No âmbito da história da música, a não-identidade entre sujeito e objeto será interpretada por Adorno como uma não identidade entre forma e conteúdo. O filósofo situará o ponto no qual entende que a dissolução das normas formais, aceitas tacitamente pelos compositores do passado como algo dado, começa a se transformar a partir da irrupção do primado da expressão e da reflexão subjetivas enquanto momentos constitutivos das obras. Esse ponto da história da técnica musical determinará para Adorno a natureza do seu conceito de material musical e está claramente delimitado na seguinte passagem da Filosofia da nova música:

O passo da organização musical à subjetividade autônoma realizou-se graças ao princípio técnico do desenvolvimento. No início do século XVIII, o desenvolvimento constituía uma pequena parte da sonata. A dinâmica e a exaltação subjetiva cimentavam-se nos temas expostos uma vez e aceitos como existentes. Mas com Beethoven o desenvolvimento, a reflexão subjetiva do tema, que decide a sorte daquele, converte-se no centro de toda a forma. Justifica a forma, mesmo quando esta segue preestabelecida como convenção, já que volta a criá-la espontaneamente. Auxilia-o um meio mais antigo que, por assim dizer, havia ficado para trás e somente numa fase mais tardia revelou suas possibilidades latentes; frequentemente na música ocorre de resíduos do passado chegarem ao estado atual da técnica. E aqui o desenvolvimento se lembra da variação, (ADORNO, 1974, p. 51)

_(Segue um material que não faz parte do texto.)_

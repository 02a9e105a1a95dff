//! Disk Manager - page I/O against one storage file.

use std::fs::{File, OpenOptions};
use std::io::{Read, Seek, SeekFrom, Write};
use std::path::{Path, PathBuf};

use tracing::warn;

use crate::common::config::PAGE_SIZE;
use crate::common::{Error, FileId, PageId, Result};
use crate::storage::page::Page;

/// Manages page I/O for a single storage file.
///
/// # File Layout
/// ```text
/// ┌─────────┬─────────┬─────────┬─────────┐
/// │ Page 0  │ Page 1  │  ...    │ Page N  │
/// │ (4KB)   │ (4KB)   │         │ (4KB)   │
/// └─────────┴─────────┴─────────┴─────────┘
/// Offset:  0      4096    ...    N×4096
/// ```
///
/// # Thread Safety
/// `DiskManager` is **single-threaded**. [`DiskStorage`](super::DiskStorage)
/// keeps each one behind a mutex.
///
/// # Durability
/// Writes are not synced individually. [`sync`](Self::sync) is called when an
/// atomic operation touching the file commits.
pub struct DiskManager {
    file: File,
    path: PathBuf,
    file_id: FileId,
    /// Number of pages in the file.
    page_count: u32,
}

impl DiskManager {
    /// Create a new storage file.
    ///
    /// # Errors
    /// Returns an error if the file already exists or cannot be created.
    pub fn create<P: AsRef<Path>>(path: P, file_id: FileId) -> Result<Self> {
        let file = OpenOptions::new()
            .read(true)
            .write(true)
            .create_new(true)
            .open(path.as_ref())?;

        Ok(Self {
            file,
            path: path.as_ref().to_path_buf(),
            file_id,
            page_count: 0,
        })
    }

    /// Open an existing storage file.
    ///
    /// A partial page at the end, left by a crash while the file grew, is
    /// cut off.
    ///
    /// # Errors
    /// Returns an error if the file doesn't exist or cannot be opened.
    pub fn open<P: AsRef<Path>>(path: P, file_id: FileId) -> Result<Self> {
        let file = OpenOptions::new().read(true).write(true).open(path.as_ref())?;

        let mut file_size = file.metadata()?.len();
        let partial = file_size % PAGE_SIZE as u64;
        if partial != 0 {
            file_size -= partial;
            file.set_len(file_size)?;
            file.sync_all()?;
            warn!(
                path = %path.as_ref().display(),
                dropped = partial,
                "dropped partial page at end of file"
            );
        }

        Ok(Self {
            file,
            path: path.as_ref().to_path_buf(),
            file_id,
            page_count: (file_size / PAGE_SIZE as u64) as u32,
        })
    }

    /// Read a page from disk.
    ///
    /// # Errors
    /// Returns `Error::PageNotFound` if the page doesn't exist.
    pub fn read_page(&mut self, page_id: PageId) -> Result<Page> {
        self.check_bounds(page_id)?;

        self.file.seek(SeekFrom::Start(page_id.offset()))?;
        let mut page = Page::new();
        self.file.read_exact(page.as_mut_slice())?;

        Ok(page)
    }

    /// Write a previously allocated page.
    ///
    /// # Errors
    /// Returns `Error::PageNotFound` if the page hasn't been allocated.
    pub fn write_page(&mut self, page_id: PageId, page: &Page) -> Result<()> {
        self.check_bounds(page_id)?;

        self.file.seek(SeekFrom::Start(page_id.offset()))?;
        self.file.write_all(page.as_slice())?;

        Ok(())
    }

    /// Append a zeroed page and return its id.
    pub fn allocate_page(&mut self) -> Result<PageId> {
        let page_id = PageId::new(self.page_count);

        self.file.seek(SeekFrom::Start(page_id.offset()))?;
        self.file.write_all(&[0u8; PAGE_SIZE])?;

        self.page_count += 1;
        Ok(page_id)
    }

    /// Shrink the file to its first `page_count` pages.
    pub fn truncate_to(&mut self, page_count: u32) -> Result<()> {
        if page_count >= self.page_count {
            return Ok(());
        }
        self.file.set_len(PageId::new(page_count).offset())?;
        self.page_count = page_count;
        Ok(())
    }

    /// Flush file contents and metadata to the device.
    pub fn sync(&mut self) -> Result<()> {
        self.file.sync_all()?;
        Ok(())
    }

    /// Get the number of pages in the file.
    #[inline]
    pub fn page_count(&self) -> u32 {
        self.page_count
    }

    /// Path of the backing file.
    #[inline]
    pub fn path(&self) -> &Path {
        &self.path
    }

    fn check_bounds(&self, page_id: PageId) -> Result<()> {
        if page_id.0 >= self.page_count {
            return Err(Error::PageNotFound {
                file: self.file_id,
                page: page_id,
            });
        }
        Ok(())
    }
}

#[cfg(test)]
mod tests {
    use super::*;
    use tempfile::tempdir;

    #[test]
    fn test_create_existing_fails() {
        let dir = tempdir().unwrap();
        let path = dir.path().join("test.sbc");

        DiskManager::create(&path, FileId::new(0)).unwrap();
        assert!(DiskManager::create(&path, FileId::new(0)).is_err());
    }

    #[test]
    fn test_open_nonexistent_fails() {
        let dir = tempdir().unwrap();
        assert!(DiskManager::open(dir.path().join("missing.sbc"), FileId::new(0)).is_err());
    }

    #[test]
    fn test_write_and_reopen() {
        let dir = tempdir().unwrap();
        let path = dir.path().join("test.sbc");

        {
            let mut dm = DiskManager::create(&path, FileId::new(1)).unwrap();
            let page_id = dm.allocate_page().unwrap();

            let mut page = Page::new();
            page.as_mut_slice()[0] = 0x42;
            dm.write_page(page_id, &page).unwrap();
            dm.sync().unwrap();
        }

        let mut dm = DiskManager::open(&path, FileId::new(1)).unwrap();
        assert_eq!(dm.page_count(), 1);
        assert_eq!(dm.read_page(PageId::new(0)).unwrap().as_slice()[0], 0x42);
    }

    #[test]
    fn test_open_drops_partial_trailing_page() {
        let dir = tempdir().unwrap();
        let path = dir.path().join("test.sbc");

        {
            let mut dm = DiskManager::create(&path, FileId::new(1)).unwrap();
            dm.allocate_page().unwrap();
            dm.sync().unwrap();
        }
        let file = OpenOptions::new().append(true).open(&path).unwrap();
        file.set_len(PAGE_SIZE as u64 + 100).unwrap();

        let dm = DiskManager::open(&path, FileId::new(1)).unwrap();
        assert_eq!(dm.page_count(), 1);
        assert_eq!(std::fs::metadata(&path).unwrap().len(), PAGE_SIZE as u64);
    }

    #[test]
    fn test_truncate_to() {
        let dir = tempdir().unwrap();
        let mut dm = DiskManager::create(dir.path().join("t.sbc"), FileId::new(0)).unwrap();

        for _ in 0..5 {
            dm.allocate_page().unwrap();
        }
        dm.truncate_to(2).unwrap();

        assert_eq!(dm.page_count(), 2);
        assert!(dm.read_page(PageId::new(1)).is_ok());
        assert!(matches!(
            dm.read_page(PageId::new(2)),
            Err(Error::PageNotFound { .. })
        ));

        // Growing is not truncation
        dm.truncate_to(10).unwrap();
        assert_eq!(dm.page_count(), 2);
    }

    #[test]
    fn test_write_unallocated_page_fails() {
        let dir = tempdir().unwrap();
        let mut dm = DiskManager::create(dir.path().join("t.sbc"), FileId::new(0)).unwrap();

        assert!(dm.write_page(PageId::new(0), &Page::new()).is_err());
    }
}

Com Beethoven a prioridade do desenvolvimento frente à mera variação dos motivos musicais passa a constituir o lócus da expressão subjetiva autônoma dos compositores, ao mesmo tempo em que dá início ao movimento de dissolução dos esquemas formais tradicionalmente aceitos até aquele momento, estabelecendo assim, de uma vez por todas, a não-identidade entre forma e conteúdo musical enquanto progresso técnico, na medida em que possibilitava, a partir de então, uma maior autoconsciência por parte dos compositores em relação aos seus procedimentos criativos tomados como meios de produção. No momento historicamente avançado, no qual se encontra Adorno, em relação aos meios de produção estéticos, a música da segunda escola de Viena despontará como a que trabalha com

o material musical historicamente mais avançado, justamente por incorporar de maneira crítica a herança advinda do estado de coisas descrito na citação acima. O termo cunhado por Schönberg de developing variations (variação em desenvolvimento) e utilizado por este para descrever o procedimento composicional característico principalmente da música de Brahms, mas que remonta à ruptura frente aos modelos formais clássicos em Beethoven descrita na citação acima, aparece nos escritos de Adorno sobre música como o meio pelo qual a consciência dos compositores alemães, em relação às suas forças de produção, se colocou à frente na história em relação aos seus colegas franceses. Esse argumento é central para todo o desenvolvimento posterior da reflexão filosófica de Adorno sobre a música. Toda a idéia de uma estética musical que se pretende materialista dependerá do sucesso argumentativo em torno dessa questão. Da mesma maneira, toda a concepção da natureza da dimensão temporal inerente à música em sua essência enquanto uma forma de linguagem dependerá de tal conceito.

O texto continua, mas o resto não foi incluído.